**ACTIVITY**
Return the number of lines below with "MessageMetadata" in them, and nothing else.

***

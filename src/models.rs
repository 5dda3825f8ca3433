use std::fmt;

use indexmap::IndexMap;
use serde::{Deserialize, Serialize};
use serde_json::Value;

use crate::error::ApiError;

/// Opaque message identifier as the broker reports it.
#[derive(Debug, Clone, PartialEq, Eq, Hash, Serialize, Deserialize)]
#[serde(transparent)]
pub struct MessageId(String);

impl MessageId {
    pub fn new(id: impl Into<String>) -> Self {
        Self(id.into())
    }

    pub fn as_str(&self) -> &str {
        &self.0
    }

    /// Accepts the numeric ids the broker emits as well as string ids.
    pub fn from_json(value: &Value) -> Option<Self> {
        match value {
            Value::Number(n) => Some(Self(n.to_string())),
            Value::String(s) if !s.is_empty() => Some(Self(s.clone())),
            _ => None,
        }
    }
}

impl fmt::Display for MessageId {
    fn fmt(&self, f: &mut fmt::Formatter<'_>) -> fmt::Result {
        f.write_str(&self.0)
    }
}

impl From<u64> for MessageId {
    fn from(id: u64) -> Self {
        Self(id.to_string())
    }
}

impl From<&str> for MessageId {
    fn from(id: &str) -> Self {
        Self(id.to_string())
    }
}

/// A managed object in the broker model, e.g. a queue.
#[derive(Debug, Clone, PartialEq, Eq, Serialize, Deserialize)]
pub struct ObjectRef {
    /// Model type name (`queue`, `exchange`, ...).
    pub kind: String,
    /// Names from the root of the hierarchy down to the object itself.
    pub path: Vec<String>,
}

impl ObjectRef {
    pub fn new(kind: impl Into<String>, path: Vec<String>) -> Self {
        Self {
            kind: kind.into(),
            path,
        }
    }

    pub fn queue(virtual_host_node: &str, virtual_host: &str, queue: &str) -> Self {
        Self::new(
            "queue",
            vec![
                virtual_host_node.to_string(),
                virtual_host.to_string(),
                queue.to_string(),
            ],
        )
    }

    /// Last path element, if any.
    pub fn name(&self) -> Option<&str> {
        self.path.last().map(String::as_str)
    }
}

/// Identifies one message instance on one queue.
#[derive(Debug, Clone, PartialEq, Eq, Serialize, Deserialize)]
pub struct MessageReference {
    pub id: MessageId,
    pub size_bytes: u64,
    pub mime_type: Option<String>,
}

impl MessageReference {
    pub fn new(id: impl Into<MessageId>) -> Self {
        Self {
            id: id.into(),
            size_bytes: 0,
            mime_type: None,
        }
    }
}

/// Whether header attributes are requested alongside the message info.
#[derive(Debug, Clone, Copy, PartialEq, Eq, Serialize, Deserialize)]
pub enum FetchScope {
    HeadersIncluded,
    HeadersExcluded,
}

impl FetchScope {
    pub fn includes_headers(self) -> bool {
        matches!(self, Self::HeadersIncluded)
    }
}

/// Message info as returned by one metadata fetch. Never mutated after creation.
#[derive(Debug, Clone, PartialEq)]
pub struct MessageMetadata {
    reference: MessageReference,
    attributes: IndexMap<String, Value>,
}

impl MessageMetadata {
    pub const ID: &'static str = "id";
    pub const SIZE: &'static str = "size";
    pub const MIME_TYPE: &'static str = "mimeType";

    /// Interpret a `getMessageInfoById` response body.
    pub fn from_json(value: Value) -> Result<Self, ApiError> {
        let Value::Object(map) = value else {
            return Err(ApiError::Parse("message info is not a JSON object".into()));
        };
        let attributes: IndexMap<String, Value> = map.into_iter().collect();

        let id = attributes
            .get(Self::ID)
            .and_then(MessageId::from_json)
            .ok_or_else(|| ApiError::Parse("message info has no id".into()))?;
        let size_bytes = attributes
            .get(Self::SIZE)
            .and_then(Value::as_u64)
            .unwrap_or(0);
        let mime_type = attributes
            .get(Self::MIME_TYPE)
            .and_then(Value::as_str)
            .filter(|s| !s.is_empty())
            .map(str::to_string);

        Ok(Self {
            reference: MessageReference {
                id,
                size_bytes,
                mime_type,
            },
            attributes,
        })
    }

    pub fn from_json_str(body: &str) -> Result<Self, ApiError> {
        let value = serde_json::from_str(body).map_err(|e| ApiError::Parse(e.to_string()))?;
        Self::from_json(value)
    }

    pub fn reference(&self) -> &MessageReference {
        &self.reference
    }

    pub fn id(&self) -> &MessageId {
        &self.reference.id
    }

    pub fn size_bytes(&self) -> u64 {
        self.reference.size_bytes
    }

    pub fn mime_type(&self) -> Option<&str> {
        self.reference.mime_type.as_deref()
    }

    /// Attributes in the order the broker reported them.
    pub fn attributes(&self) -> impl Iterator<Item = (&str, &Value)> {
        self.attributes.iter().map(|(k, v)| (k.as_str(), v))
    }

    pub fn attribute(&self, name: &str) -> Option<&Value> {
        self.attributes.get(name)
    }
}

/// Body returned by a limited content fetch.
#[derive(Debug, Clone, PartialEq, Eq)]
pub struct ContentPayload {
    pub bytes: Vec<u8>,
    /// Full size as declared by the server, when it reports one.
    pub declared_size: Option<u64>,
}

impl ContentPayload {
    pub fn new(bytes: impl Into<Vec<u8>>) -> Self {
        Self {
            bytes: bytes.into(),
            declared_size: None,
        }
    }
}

***

**OUTPUT OF THE TASK**
2